RECORD EXCERPTS:
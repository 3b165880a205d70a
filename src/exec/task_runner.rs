// src/exec/task_runner.rs

//! Shell-backed job runner.

use std::future::Future;
use std::pin::Pin;
use std::process::Stdio;
use std::sync::Arc;

use anyhow::{Context, Result};
use tokio::fs::File;
use tokio::io::{AsyncBufReadExt, AsyncRead, AsyncWriteExt, BufReader};
use tokio::process::Command;
use tokio::sync::Mutex;
use tracing::{debug, error, info, warn};

use crate::dag::Job;
use crate::engine::JobOutcome;
use crate::exec::CommandExecutor;

/// Runs each job as `sh -c <cmd>` (`cmd /C` on Windows).
///
/// - The process runs in the job's working directory with `GFLOW_JOB_ID`,
///   `GFLOW_JOB_NAME` and `GFLOW_TMP_DIR` set.
/// - The scratch directory is created just before the process starts, so
///   jobs that never run leave nothing under `.gflow/tmp`.
/// - stdout and stderr are copied byte for byte into the job's log file.
/// - When `clean_tmp` is set the scratch directory is removed afterwards,
///   whatever the outcome.
#[derive(Debug, Clone, Default)]
pub struct ShellExecutor;

impl ShellExecutor {
    pub fn new() -> Self {
        Self
    }
}

impl CommandExecutor for ShellExecutor {
    fn execute<'a>(
        &'a self,
        job: &'a Job,
    ) -> Pin<Box<dyn Future<Output = JobOutcome> + Send + 'a>> {
        Box::pin(async move {
            let outcome = match run_job(job).await {
                Ok(outcome) => outcome,
                Err(err) => {
                    error!(
                        job_id = %job.id,
                        job = %job.name,
                        error = %format!("{err:#}"),
                        "job execution error"
                    );
                    JobOutcome::Failed(format!("{err:#}"))
                }
            };

            if job.clean_tmp {
                if let Err(err) = crate::fs::clean_dir(&job.directories.tmp_dir) {
                    warn!(job_id = %job.id, error = %err, "failed to clean tmp dir");
                }
            }

            outcome
        })
    }
}

async fn run_job(job: &Job) -> Result<JobOutcome> {
    info!(
        job_id = %job.id,
        job = %job.name,
        cmd = %job.cmd,
        work_dir = %job.directories.work_dir.display(),
        "starting job process"
    );

    tokio::fs::create_dir_all(&job.directories.tmp_dir)
        .await
        .with_context(|| format!("creating tmp dir {:?}", job.directories.tmp_dir))?;

    let log_file = File::create(&job.directories.log_file)
        .await
        .with_context(|| format!("creating log file {:?}", job.directories.log_file))?;
    let log_file = Arc::new(Mutex::new(log_file));

    // Build a shell command appropriate for the platform.
    let mut cmd = if cfg!(windows) {
        let mut c = Command::new("cmd");
        c.arg("/C").arg(&job.cmd);
        c
    } else {
        let mut c = Command::new("sh");
        c.arg("-c").arg(&job.cmd);
        c
    };

    cmd.current_dir(&job.directories.work_dir)
        .env("GFLOW_JOB_ID", job.id.to_string())
        .env("GFLOW_JOB_NAME", &job.name)
        .env("GFLOW_TMP_DIR", &job.directories.tmp_dir)
        .stdin(Stdio::null())
        .stdout(Stdio::piped())
        .stderr(Stdio::piped())
        .kill_on_drop(true);

    let mut child = cmd
        .spawn()
        .with_context(|| format!("spawning process for job '{}'", job.name))?;

    let stdout = child.stdout.take().map(|out| {
        tokio::spawn(copy_lines(out, Arc::clone(&log_file), job.name.clone(), "stdout"))
    });
    let stderr = child.stderr.take().map(|err| {
        tokio::spawn(copy_lines(err, Arc::clone(&log_file), job.name.clone(), "stderr"))
    });

    let status = child
        .wait()
        .await
        .with_context(|| format!("waiting for process of job '{}'", job.name))?;

    // Drain both streams before reporting so the log file is complete.
    for handle in [stdout, stderr].into_iter().flatten() {
        handle
            .await
            .context("joining output reader")?
            .context("copying job output to log file")?;
    }
    log_file.lock().await.flush().await?;

    let code = status.code().unwrap_or(-1);
    info!(
        job_id = %job.id,
        job = %job.name,
        exit_code = code,
        success = status.success(),
        "job process exited"
    );

    if status.success() {
        Ok(JobOutcome::Success)
    } else {
        Ok(JobOutcome::Failed(format!("exit code {code}")))
    }
}

/// Copy `stream` to the shared log file a line at a time, echoing at debug.
///
/// Bytes go to the log untouched; only the debug echo is decoded (lossily).
async fn copy_lines<R>(
    stream: R,
    log_file: Arc<Mutex<File>>,
    job_name: String,
    source: &'static str,
) -> Result<()>
where
    R: AsyncRead + Unpin,
{
    let mut reader = BufReader::new(stream);
    let mut buf = Vec::new();

    loop {
        buf.clear();
        if reader.read_until(b'\n', &mut buf).await? == 0 {
            break;
        }
        debug!(
            job = %job_name,
            "{source}: {}",
            String::from_utf8_lossy(&buf).trim_end()
        );
        log_file.lock().await.write_all(&buf).await?;
    }

    Ok(())
}
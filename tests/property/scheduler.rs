use std::collections::{BTreeSet, HashSet};

use gflow::dag::JobSpec;
use gflow::engine::{EventLog, RunOptions, Workflow};
use gflow::types::{EventKind, JobId, JobState};
use gflow_test_utils::fake_executor::{FakeExecutor, Phase};
use proptest::prelude::*;
use tempfile::TempDir;

// Strategy to generate a valid DAG as dependency lists.
// We ensure acyclicity by only allowing job N to depend on jobs 0..N-1.
fn dag_strategy(max_jobs: usize) -> impl Strategy<Value = Vec<BTreeSet<usize>>> {
    (1..=max_jobs).prop_flat_map(|num_jobs| {
        proptest::collection::vec(
            proptest::collection::vec(any::<usize>(), 0..num_jobs),
            num_jobs,
        )
        .prop_map(|raw_deps| {
            raw_deps
                .into_iter()
                .enumerate()
                .map(|(i, potential)| {
                    // Sanitize dependencies: only allow deps < i
                    potential
                        .into_iter()
                        .filter(|_| i > 0)
                        .map(|d| d % i.max(1))
                        .collect::<BTreeSet<usize>>()
                })
                .collect::<Vec<_>>()
        })
    })
}

/// States the propagation policy predicts, in ID order.
fn expected_states(deps: &[BTreeSet<usize>], failing: &HashSet<usize>) -> Vec<JobState> {
    let mut states: Vec<JobState> = Vec::with_capacity(deps.len());
    for (i, job_deps) in deps.iter().enumerate() {
        let state = if job_deps.iter().any(|d| states[*d] != JobState::Succeeded) {
            JobState::Skipped
        } else if failing.contains(&i) {
            JobState::Failed
        } else {
            JobState::Succeeded
        };
        states.push(state);
    }
    states
}

proptest! {
    #![proptest_config(ProptestConfig::with_cases(48))]

    #[test]
    fn test_scheduler_honours_dependencies_and_propagation(
        deps in dag_strategy(10),
        failing_indices in proptest::collection::vec(0..10usize, 0..4),
    ) {
        let dir = TempDir::new().unwrap();
        let mut workflow = Workflow::new(dir.path()).unwrap().with_options(RunOptions {
            max_parallel: None,
            write_summary: false,
        });

        let mut ids: Vec<JobId> = Vec::new();
        for (i, job_deps) in deps.iter().enumerate() {
            let dep_ids: Vec<JobId> = job_deps.iter().map(|d| ids[*d]).collect();
            let id = workflow
                .add_job(JobSpec::new(format!("job_{i}"), "true"), &dep_ids)
                .unwrap();
            ids.push(id);
        }

        let failing: HashSet<usize> = failing_indices
            .into_iter()
            .filter(|i| *i < deps.len())
            .collect();
        let mut executor = FakeExecutor::new();
        for i in &failing {
            executor = executor.failing(&format!("job_{i}"));
        }
        let executor = executor.into_arc();

        let runtime = tokio::runtime::Builder::new_multi_thread()
            .worker_threads(2)
            .enable_all()
            .build()
            .unwrap();
        let report = runtime.block_on(workflow.run(executor.clone())).unwrap();
        prop_assert!(!workflow.dirs().summary_path.exists());

        // Final states match the propagation policy.
        let expected = expected_states(&deps, &failing);
        let actual: Vec<JobState> = workflow.jobs().iter().map(|j| j.state).collect();
        prop_assert_eq!(&actual, &expected);

        // Exit status is nonzero iff the registry is non-empty.
        let any_failed = expected.contains(&JobState::Failed);
        prop_assert_eq!(report.exit_code() != 0, any_failed);
        prop_assert_eq!(workflow.failures().is_empty(), !any_failed);
        prop_assert_eq!(
            workflow.failures().count(),
            expected.iter().filter(|s| **s == JobState::Failed).count()
        );

        // Skipped jobs never reached the executor; a job only started after
        // all of its dependencies finished.
        let journal = executor.journal();
        for job in workflow.jobs() {
            let started = journal
                .iter()
                .position(|r| r.id == job.id && r.phase == Phase::Started);
            if job.state == JobState::Skipped {
                prop_assert!(started.is_none(), "skipped job {} was started", job.id);
                continue;
            }
            let started = started.unwrap();
            for dep in &job.dependencies {
                let finished = journal
                    .iter()
                    .position(|r| r.id == *dep && r.phase == Phase::Finished);
                prop_assert!(finished.is_some_and(|f| f < started));
            }
        }

        // Started precedes the terminal event for every job in the log.
        let events = runtime
            .block_on(EventLog::read_run(&workflow.dirs().event_log_path, &report.run_id))
            .unwrap();
        for job in workflow.jobs() {
            let kinds: Vec<EventKind> = events
                .iter()
                .filter(|e| e.job_id == job.id)
                .map(|e| e.kind)
                .collect();
            match job.state {
                JobState::Skipped => {
                    prop_assert_eq!(kinds, vec![EventKind::Skipped]);
                }
                JobState::Failed => {
                    prop_assert_eq!(kinds, vec![EventKind::Started, EventKind::Failed]);
                }
                _ => {
                    prop_assert_eq!(kinds, vec![EventKind::Started, EventKind::Succeeded]);
                }
            }
        }
    }
}
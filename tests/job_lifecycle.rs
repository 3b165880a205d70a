// tests/job_lifecycle.rs

use std::sync::Arc;

use gflow::cli::LogLevel;
use gflow::dag::{Job, JobDirectories, JobSpec};
use gflow::engine::{ExitStatus, FailureRegistry, EXIT_JOBS_FAILED, EXIT_SUCCESS};
use gflow::errors::GflowError;
use gflow::logging::resolve_level;
use gflow::types::{JobId, JobState};

fn pending_job() -> Job {
    Job::new(
        JobId(1),
        JobSpec::new("a", "true"),
        JobDirectories::default(),
        vec![],
    )
}

#[test]
fn happy_path_transitions() {
    let mut job = pending_job();
    assert_eq!(job.state, JobState::Pending);

    job.transition(JobState::Ready).unwrap();
    job.transition(JobState::Running).unwrap();
    job.transition(JobState::Succeeded).unwrap();

    assert!(job.state.is_terminal());
}

#[test]
fn skip_is_allowed_from_pending_and_ready_only() {
    let mut job = pending_job();
    job.transition(JobState::Skipped).unwrap();

    let mut job = pending_job();
    job.transition(JobState::Ready).unwrap();
    job.transition(JobState::Skipped).unwrap();

    let mut job = pending_job();
    job.transition(JobState::Ready).unwrap();
    job.transition(JobState::Running).unwrap();
    let err = job.transition(JobState::Skipped).unwrap_err();
    assert!(matches!(
        err,
        GflowError::InvalidTransition {
            from: JobState::Running,
            to: JobState::Skipped,
            ..
        }
    ));
    assert_eq!(job.state, JobState::Running);
}

#[test]
fn terminal_states_are_final() {
    use JobState::*;

    for terminal in [Succeeded, Failed, Skipped] {
        for next in [Pending, Ready, Running, Succeeded, Failed, Skipped] {
            assert!(
                !terminal.can_transition_to(next),
                "{terminal:?} -> {next:?} should be rejected"
            );
        }
    }
}

#[test]
fn cannot_run_without_becoming_ready() {
    let mut job = pending_job();
    assert!(job.transition(JobState::Running).is_err());
    assert!(job.transition(JobState::Failed).is_err());
    assert_eq!(job.state, JobState::Pending);
}

#[test]
fn exit_status_follows_the_failure_registry() {
    let registry = FailureRegistry::new();
    assert_eq!(ExitStatus::resolve(&registry), ExitStatus::Success);
    assert_eq!(ExitStatus::resolve(&registry).code(), EXIT_SUCCESS);

    registry.record(JobId(3), "exit code 1");
    assert_eq!(ExitStatus::resolve(&registry), ExitStatus::JobsFailed);
    assert_eq!(ExitStatus::resolve(&registry).code(), EXIT_JOBS_FAILED);
    assert_ne!(EXIT_JOBS_FAILED, 0);
}

#[test]
fn registry_keeps_the_first_detail() {
    let registry = FailureRegistry::new();
    assert!(registry.record(JobId(1), "first"));
    assert!(!registry.record(JobId(1), "second"));

    let entries = registry.entries();
    assert_eq!(entries.len(), 1);
    assert_eq!(entries[0].detail, "first");
    assert!(registry.contains(JobId(1)));
    assert!(!registry.contains(JobId(2)));
}

#[tokio::test(flavor = "multi_thread", worker_threads = 4)]
async fn registry_accepts_concurrent_writers() {
    let registry = Arc::new(FailureRegistry::new());

    let handles: Vec<_> = (1..=64u64)
        .map(|id| {
            let registry = Arc::clone(&registry);
            tokio::spawn(async move {
                registry.record(JobId(id), format!("job {id} failed"));
            })
        })
        .collect();
    for handle in handles {
        handle.await.unwrap();
    }

    assert_eq!(registry.count(), 64);
    let ids: Vec<u64> = registry.entries().iter().map(|e| e.job_id.0).collect();
    assert_eq!(ids, (1..=64).collect::<Vec<_>>());
}

#[test]
fn log_level_prefers_flag_then_env() {
    assert_eq!(
        resolve_level(Some(LogLevel::Debug), Some("error")),
        tracing::Level::DEBUG
    );
    assert_eq!(resolve_level(None, Some(" Warning ")), tracing::Level::WARN);
    assert_eq!(resolve_level(None, Some("nonsense")), tracing::Level::INFO);
    assert_eq!(resolve_level(None, None), tracing::Level::INFO);
}

#[test]
fn job_ids_map_to_arena_slots() {
    assert_eq!(JobId(1).index(), 0);
    assert_eq!(JobId(7).index(), 6);
}

#[test]
#[should_panic(expected = "JobId(0)")]
fn zero_job_id_has_no_arena_slot() {
    let _ = JobId(0).index();
}
// src/dag/mod.rs

//! DAG representation and scheduling.
//!
//! - [`job`] holds the job type and its lifecycle state machine.
//! - [`graph`] holds the arena DAG over job IDs and its validation.
//! - [`scheduler`] runs every job concurrently, gated on its dependencies.

pub mod graph;
pub mod job;
pub mod scheduler;

pub use graph::JobGraph;
pub use job::{Job, JobDirectories, JobSpec};
pub use scheduler::Scheduler;
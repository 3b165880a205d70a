// src/engine/instantiate.rs

//! Turning a workflow definition into linked, registered jobs.
//!
//! Dependencies are resolved by declared name: every reference to the same
//! name, whether a plain `"name"` or an inline table, resolves to a single
//! job. Dependencies are registered before their dependents (depth-first, in
//! declaration order), so IDs are deterministic for a given definition.

use std::collections::{BTreeMap, HashMap};
use std::path::Path;

use tracing::debug;

use crate::config::{DependencyConfig, JobConfig, WorkflowFile};
use crate::dag::JobSpec;
use crate::engine::workflow::{RunOptions, Workflow};
use crate::errors::{GflowError, Result};
use crate::types::JobId;

impl From<&JobConfig> for JobSpec {
    fn from(cfg: &JobConfig) -> Self {
        Self {
            name: cfg.name.clone(),
            cmd: cfg.cmd.clone(),
            work_dir: cfg.dir.clone(),
            outputs: cfg.outputs.clone(),
            clean_tmp: cfg.clean_tmp,
        }
    }
}

impl Workflow {
    /// Build a workflow rooted at `root` from a validated definition.
    pub fn from_definition(def: &WorkflowFile, root: impl AsRef<Path>) -> Result<Self> {
        let mut workflow = Workflow::new(root)?;
        workflow.set_options(RunOptions {
            max_parallel: def.workflow.max_parallel,
            ..RunOptions::default()
        });

        let declarations = def.declarations()?;
        let mut resolver = Resolver {
            declarations: &declarations,
            resolved: HashMap::new(),
            in_progress: Vec::new(),
        };

        for job in &def.job {
            resolver.instantiate(&mut workflow, job)?;
        }

        debug!(jobs = workflow.jobs().len(), "workflow instantiated from definition");
        Ok(workflow)
    }
}

struct Resolver<'a> {
    declarations: &'a BTreeMap<&'a str, &'a JobConfig>,
    resolved: HashMap<String, JobId>,
    /// Names currently being instantiated, outermost first.
    in_progress: Vec<String>,
}

impl<'a> Resolver<'a> {
    fn instantiate(&mut self, workflow: &mut Workflow, cfg: &'a JobConfig) -> Result<JobId> {
        if let Some(id) = self.resolved.get(&cfg.name) {
            return Ok(*id);
        }

        if self.in_progress.contains(&cfg.name) {
            return Err(GflowError::DagCycle(format!(
                "cycle detected in job DAG: {} -> {}",
                self.in_progress.join(" -> "),
                cfg.name
            )));
        }
        self.in_progress.push(cfg.name.clone());

        let mut deps = Vec::with_capacity(cfg.after.len());
        for dep in &cfg.after {
            let dep_cfg = match dep {
                DependencyConfig::Inline(job) => job.as_ref(),
                DependencyConfig::Name(name) => {
                    self.declarations.get(name.as_str()).copied().ok_or_else(|| {
                        GflowError::UnknownDependency(format!(
                            "job '{}' has unknown dependency '{}' in `after`",
                            cfg.name, name
                        ))
                    })?
                }
            };
            deps.push(self.instantiate(workflow, dep_cfg)?);
        }

        self.in_progress.pop();

        let id = workflow.add_job(JobSpec::from(cfg), &deps)?;
        self.resolved.insert(cfg.name.clone(), id);
        Ok(id)
    }
}
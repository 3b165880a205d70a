// src/main.rs

use gflow::engine::EXIT_FATAL;
use gflow::{cli, logging, run};

#[tokio::main]
async fn main() {
    match run_main().await {
        Ok(code) => std::process::exit(code),
        Err(err) => {
            eprintln!("gflow error: {err:?}");
            std::process::exit(EXIT_FATAL);
        }
    }
}

async fn run_main() -> anyhow::Result<i32> {
    let args = cli::parse();
    logging::init_logging(args.log_level)?;
    Ok(run(args).await?)
}
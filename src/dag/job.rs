// src/dag/job.rs

//! Job definition and lifecycle state machine.

use std::path::PathBuf;

use serde::{Deserialize, Serialize};
use tracing::debug;

use crate::errors::{GflowError, Result};
use crate::types::{JobId, JobState};

/// Per-job directories, provisioned by [`crate::fs::WorkflowDirs`] before the
/// run starts. The scheduler only reads them.
#[derive(Debug, Clone, Default, PartialEq, Eq, Serialize, Deserialize)]
pub struct JobDirectories {
    /// Directory the command runs in.
    pub work_dir: PathBuf,
    /// File receiving the command's stdout/stderr.
    pub log_file: PathBuf,
    /// Scratch space, removed after completion when `clean_tmp` is set.
    pub tmp_dir: PathBuf,
}

/// What a caller hands to [`crate::engine::Workflow::add_job`].
#[derive(Debug, Clone, Default, PartialEq, Eq)]
pub struct JobSpec {
    pub name: String,
    pub cmd: String,
    /// Working directory relative to the workflow root (root itself if `None`).
    pub work_dir: Option<PathBuf>,
    pub outputs: Vec<PathBuf>,
    pub clean_tmp: bool,
}

impl JobSpec {
    pub fn new(name: impl Into<String>, cmd: impl Into<String>) -> Self {
        Self {
            name: name.into(),
            cmd: cmd.into(),
            ..Default::default()
        }
    }
}

/// A registered unit of work.
#[derive(Debug, Clone, PartialEq, Eq, Serialize, Deserialize)]
pub struct Job {
    pub id: JobId,
    pub name: String,
    pub directories: JobDirectories,
    /// Direct dependencies, as IDs into the workflow's arena.
    pub dependencies: Vec<JobId>,
    pub outputs: Vec<PathBuf>,
    pub clean_tmp: bool,
    pub cmd: String,
    pub state: JobState,
    #[serde(default, skip_serializing_if = "Option::is_none")]
    pub error: Option<String>,
}

impl Job {
    pub fn new(id: JobId, spec: JobSpec, directories: JobDirectories, dependencies: Vec<JobId>) -> Self {
        Self {
            id,
            name: spec.name,
            directories,
            dependencies,
            outputs: spec.outputs,
            clean_tmp: spec.clean_tmp,
            cmd: spec.cmd,
            state: JobState::Pending,
            error: None,
        }
    }

    /// Move the job to `next`, rejecting anything the lifecycle does not allow.
    pub fn transition(&mut self, next: JobState) -> Result<()> {
        if !self.state.can_transition_to(next) {
            return Err(GflowError::InvalidTransition {
                job_id: self.id,
                from: self.state,
                to: next,
            });
        }

        debug!(
            job_id = %self.id,
            job = %self.name,
            from = ?self.state,
            to = ?next,
            "job state transition"
        );
        self.state = next;
        Ok(())
    }
}

impl JobState {
    /// Allowed edges:
    ///
    /// ```text
    /// Pending -> Ready -> Running -> Succeeded | Failed
    /// Pending | Ready -> Skipped
    /// ```
    pub fn can_transition_to(self, next: JobState) -> bool {
        use JobState::*;

        matches!(
            (self, next),
            (Pending, Ready)
                | (Ready, Running)
                | (Running, Succeeded)
                | (Running, Failed)
                | (Pending, Skipped)
                | (Ready, Skipped)
        )
    }
}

TASK ITEM:
Find where the line with "Ok(workflow)" sits in the material above, then copy exactly from it through the line with "detected in job". Add no other line.

EXERCISE SOLUTION:
        Ok(workflow)
    }
}

struct Resolver<'a> {
    declarations: &'a BTreeMap<&'a str, &'a JobConfig>,
    resolved: HashMap<String, JobId>,
    /// Names currently being instantiated, outermost first.
    in_progress: Vec<String>,
}

impl<'a> Resolver<'a> {
    fn instantiate(&mut self, workflow: &mut Workflow, cfg: &'a JobConfig) -> Result<JobId> {
        if let Some(id) = self.resolved.get(&cfg.name) {
            return Ok(*id);
        }

        if self.in_progress.contains(&cfg.name) {
            return Err(GflowError::DagCycle(format!(
                "cycle detected in job DAG: {} -> {}",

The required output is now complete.